BEGIN MATERIAL FOR THIS TASK

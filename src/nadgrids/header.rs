//!
//! Endian aware fixed size record reader
//!
use crate::errors::{Error, Result};
use crate::nadgrids::grid::GridId;
use std::io::Read;

#[derive(Copy, Clone)]
pub(crate) enum Endianness {
    Be = 0,
    Le = 1,
}

#[cfg(target_endian = "big")]
impl Endianness {
    pub fn native() -> Self {
        Endianness::Be
    }
    pub fn other() -> Self {
        Endianness::Le
    }
}
#[cfg(target_endian = "little")]
impl Endianness {
    pub fn native() -> Self {
        Endianness::Le
    }
    pub fn other() -> Self {
        Endianness::Be
    }
}

/// Generic header struct
pub(crate) struct Header<const N: usize> {
    buf: [u8; N],
    pub endian: Endianness,
}

impl<const N: usize> Header<N> {
    pub fn new() -> Self {
        Self::new_endian(Endianness::native())
    }

    pub fn new_endian(endian: Endianness) -> Self {
        Self {
            buf: [0u8; N],
            endian,
        }
    }

    pub fn rebind<const M: usize>(&self) -> Header<M> {
        Header::<M>::new_endian(self.endian)
    }

    #[inline]
    pub fn read<R: Read>(&mut self, read: &mut R) -> Result<&Self> {
        read.read_exact(&mut self.buf)?;
        Ok(self)
    }

    pub fn get_f64(&self, offset: usize) -> f64 {
        match self.endian {
            Endianness::Be => f64::from_be_bytes(self.buf[offset..offset + 8].try_into().unwrap()),
            Endianness::Le => f64::from_le_bytes(self.buf[offset..offset + 8].try_into().unwrap()),
        }
    }

    pub fn get_f32(&self, offset: usize) -> f32 {
        match self.endian {
            Endianness::Be => f32::from_be_bytes(self.buf[offset..offset + 4].try_into().unwrap()),
            Endianness::Le => f32::from_le_bytes(self.buf[offset..offset + 4].try_into().unwrap()),
        }
    }

    pub fn get_u32(&self, offset: usize) -> u32 {
        match self.endian {
            Endianness::Be => u32::from_be_bytes(self.buf[offset..offset + 4].try_into().unwrap()),
            Endianness::Le => u32::from_le_bytes(self.buf[offset..offset + 4].try_into().unwrap()),
        }
    }

    #[inline]
    pub fn get_str(&self, offset: usize, len: usize) -> Result<&str> {
        std::str::from_utf8(&self.buf[offset..offset + len]).map_err(Error::from)
    }

    #[inline]
    pub fn get_u8(&self, offset: usize) -> u8 {
        self.buf[offset]
    }

    pub fn get_id(&self, offset: usize) -> GridId {
        let mut buf = [0u8; 8];
        buf.copy_from_slice(&self.buf[offset..offset + 8]);
        buf.into()
    }
}
//!
//! Point type
//!
//! A small, trivially copyable coordinate value. For geographic CRSs
//! x/y are longitude and latitude in radians; for projected CRSs they
//! are easting and northing in the declared unit. The optional measure
//! `m` is carried through transformations untouched and is NaN when
//! absent.
//!
use crate::errors::Result;
use crate::transform::Transform;

#[derive(Debug, Clone, Copy)]
pub struct Point {
    pub x: f64,
    pub y: f64,
    pub z: f64,
    pub m: f64,
}

impl Point {
    pub fn new(x: f64, y: f64) -> Self {
        Self {
            x,
            y,
            z: 0.,
            m: f64::NAN,
        }
    }

    pub fn xyz(x: f64, y: f64, z: f64) -> Self {
        Self {
            x,
            y,
            z,
            m: f64::NAN,
        }
    }

    pub fn with_m(x: f64, y: f64, z: f64, m: f64) -> Self {
        Self { x, y, z, m }
    }

    /// True when the point carries a measure
    pub fn has_m(&self) -> bool {
        !self.m.is_nan()
    }
}

impl PartialEq for Point {
    fn eq(&self, other: &Self) -> bool {
        self.x == other.x
            && self.y == other.y
            && self.z == other.z
            // absent measures compare equal
            && (self.m == other.m || (self.m.is_nan() && other.m.is_nan()))
    }
}

impl Transform for Point {
    fn transform_coordinates<F>(&mut self, mut f: F) -> Result<()>
    where
        F: FnMut(f64, f64, f64) -> Result<(f64, f64, f64)>,
    {
        f(self.x, self.y, self.z).map(|(x, y, z)| {
            self.x = x;
            self.y = y;
            self.z = z;
        })
    }
}

impl Transform for [Point] {
    fn transform_coordinates<F>(&mut self, mut f: F) -> Result<()>
    where
        F: FnMut(f64, f64, f64) -> Result<(f64, f64, f64)>,
    {
        self.iter_mut().try_for_each(|pt| {
            (pt.x, pt.y, pt.z) = f(pt.x, pt.y, pt.z)?;
            Ok(())
        })
    }
}

#[cfg(test)]
mod tests {
    use super::*;
    use crate::proj::Proj;
    use crate::transform::transform;

    #[test]
    fn point_measure_is_preserved() {
        let from = Proj::from_proj_string("+proj=latlong +ellps=GRS80").unwrap();
        let to = Proj::from_proj_string("+proj=etmerc +ellps=GRS80").unwrap();

        let mut pt = Point::with_m(2f64.to_radians(), 1f64.to_radians(), 0., 42.);
        transform(&from, &to, &mut pt).unwrap();
        assert_eq!(pt.m, 42.);

        let mut pt = Point::new(2f64.to_radians(), 1f64.to_radians());
        transform(&from, &to, &mut pt).unwrap();
        assert!(!pt.has_m());
    }

    #[test]
    fn point_nan_measure_equality() {
        assert_eq!(Point::new(1., 2.), Point::new(1., 2.));
        assert_ne!(Point::new(1., 2.), Point::with_m(1., 2., 0., 0.));
    }
}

END MATERIAL FOR THIS TASK

TASK INSTRUCTIONS -> Repeat the whole listing word for word.

RESPONSE AREA ->
filename src/nadgrids/header.rs
//!
//! Endian aware fixed size record reader
//!
use crate::errors::{Error, Result};
use crate::nadgrids::grid::GridId;
use std::io::Read;

#[derive(Copy, Clone)]
pub(crate) enum Endianness {
    Be = 0,
    Le = 1,
}

#[cfg(target_endian = "big")]
impl Endianness {
    pub fn native() -> Self {
        Endianness::Be
    }
    pub fn other() -> Self {
        Endianness::Le
    }
}
#[cfg(target_endian = "little")]
impl Endianness {
    pub fn native() -> Self {
        Endianness::Le
    }
    pub fn other() -> Self {
        Endianness::Be
    }
}

/// Generic header struct
pub(crate) struct Header<const N: usize> {
    buf: [u8; N],
    pub endian: Endianness,
}

impl<const N: usize> Header<N> {
    pub fn new() -> Self {
        Self::new_endian(Endianness::native())
    }

    pub fn new_endian(endian: Endianness) -> Self {
        Self {
            buf: [0u8; N],
            endian,
        }
    }

    pub fn rebind<const M: usize>(&self) -> Header<M> {
        Header::<M>::new_endian(self.endian)
    }

    #[inline]
    pub fn read<R: Read>(&mut self, read: &mut R) -> Result<&Self> {
        read.read_exact(&mut self.buf)?;
        Ok(self)
    }

    pub fn get_f64(&self, offset: usize) -> f64 {
        match self.endian {
            Endianness::Be => f64::from_be_bytes(self.buf[offset..offset + 8].try_into().unwrap()),
            Endianness::Le => f64::from_le_bytes(self.buf[offset..offset + 8].try_into().unwrap()),
        }
    }

    pub fn get_f32(&self, offset: usize) -> f32 {
        match self.endian {
            Endianness::Be => f32::from_be_bytes(self.buf[offset..offset + 4].try_into().unwrap()),
            Endianness::Le => f32::from_le_bytes(self.buf[offset..offset + 4].try_into().unwrap()),
        }
    }

    pub fn get_u32(&self, offset: usize) -> u32 {
        match self.endian {
            Endianness::Be => u32::from_be_bytes(self.buf[offset..offset + 4].try_into().unwrap()),
            Endianness::Le => u32::from_le_bytes(self.buf[offset..offset + 4].try_into().unwrap()),
        }
    }

    #[inline]
    pub fn get_str(&self, offset: usize, len: usize) -> Result<&str> {
        std::str::from_utf8(&self.buf[offset..offset + len]).map_err(Error::from)
    }

    #[inline]
    pub fn get_u8(&self, offset: usize) -> u8 {
        self.buf[offset]
    }

    pub fn get_id(&self, offset: usize) -> GridId {
        let mut buf = [0u8; 8];
        buf.copy_from_slice(&self.buf[offset..offset + 8]);
        buf.into()
    }
}
//!
//! Point type
//!
//! A small, trivially copyable coordinate value. For geographic CRSs
//! x/y are longitude and latitude in radians; for projected CRSs they
//! are easting and northing in the declared unit. The optional measure
//! `m` is carried through transformations untouched and is NaN when
//! absent.
//!
use crate::errors::Result;
use crate::transform::Transform;

#[derive(Debug, Clone, Copy)]
pub struct Point {
    pub x: f64,
    pub y: f64,
    pub z: f64,
    pub m: f64,
}

impl Point {
    pub fn new(x: f64, y: f64) -> Self {
        Self {
            x,
            y,
            z: 0.,
            m: f64::NAN,
        }
    }

    pub fn xyz(x: f64, y: f64, z: f64) -> Self {
        Self {
            x,
            y,
            z,
            m: f64::NAN,
        }
    }

    pub fn with_m(x: f64, y: f64, z: f64, m: f64) -> Self {
        Self { x, y, z, m }
    }

    /// True when the point carries a measure
    pub fn has_m(&self) -> bool {
        !self.m.is_nan()
    }
}

impl PartialEq for Point {
    fn eq(&self, other: &Self) -> bool {
        self.x == other.x
            && self.y == other.y
            && self.z == other.z
            // absent measures compare equal
            && (self.m == other.m || (self.m.is_nan() && other.m.is_nan()))
    }
}

impl Transform for Point {
    fn transform_coordinates<F>(&mut self, mut f: F) -> Result<()>
    where
        F: FnMut(f64, f64, f64) -> Result<(f64, f64, f64)>,
    {
        f(self.x, self.y, self.z).map(|(x, y, z)| {
            self.x = x;
            self.y = y;
            self.z = z;
        })
    }
}

impl Transform for [Point] {
    fn transform_coordinates<F>(&mut self, mut f: F) -> Result<()>
    where
        F: FnMut(f64, f64, f64) -> Result<(f64, f64, f64)>,
    {
        self.iter_mut().try_for_each(|pt| {
            (pt.x, pt.y, pt.z) = f(pt.x, pt.y, pt.z)?;
            Ok(())
        })
    }
}

#[cfg(test)]
mod tests {
    use super::*;
    use crate::proj::Proj;
    use crate::transform::transform;

    #[test]
    fn point_measure_is_preserved() {
        let from = Proj::from_proj_string("+proj=latlong +ellps=GRS80").unwrap();
        let to = Proj::from_proj_string("+proj=etmerc +ellps=GRS80").unwrap();

        let mut pt = Point::with_m(2f64.to_radians(), 1f64.to_radians(), 0., 42.);
        transform(&from, &to, &mut pt).unwrap();
        assert_eq!(pt.m, 42.);

        let mut pt = Point::new(2f64.to_radians(), 1f64.to_radians());
        transform(&from, &to, &mut pt).unwrap();
        assert!(!pt.has_m());
    }

    #[test]
    fn point_nan_measure_equality() {
        assert_eq!(Point::new(1., 2.), Point::new(1., 2.));
        assert_ne!(Point::new(1., 2.), Point::with_m(1., 2., 0., 0.));
    }
}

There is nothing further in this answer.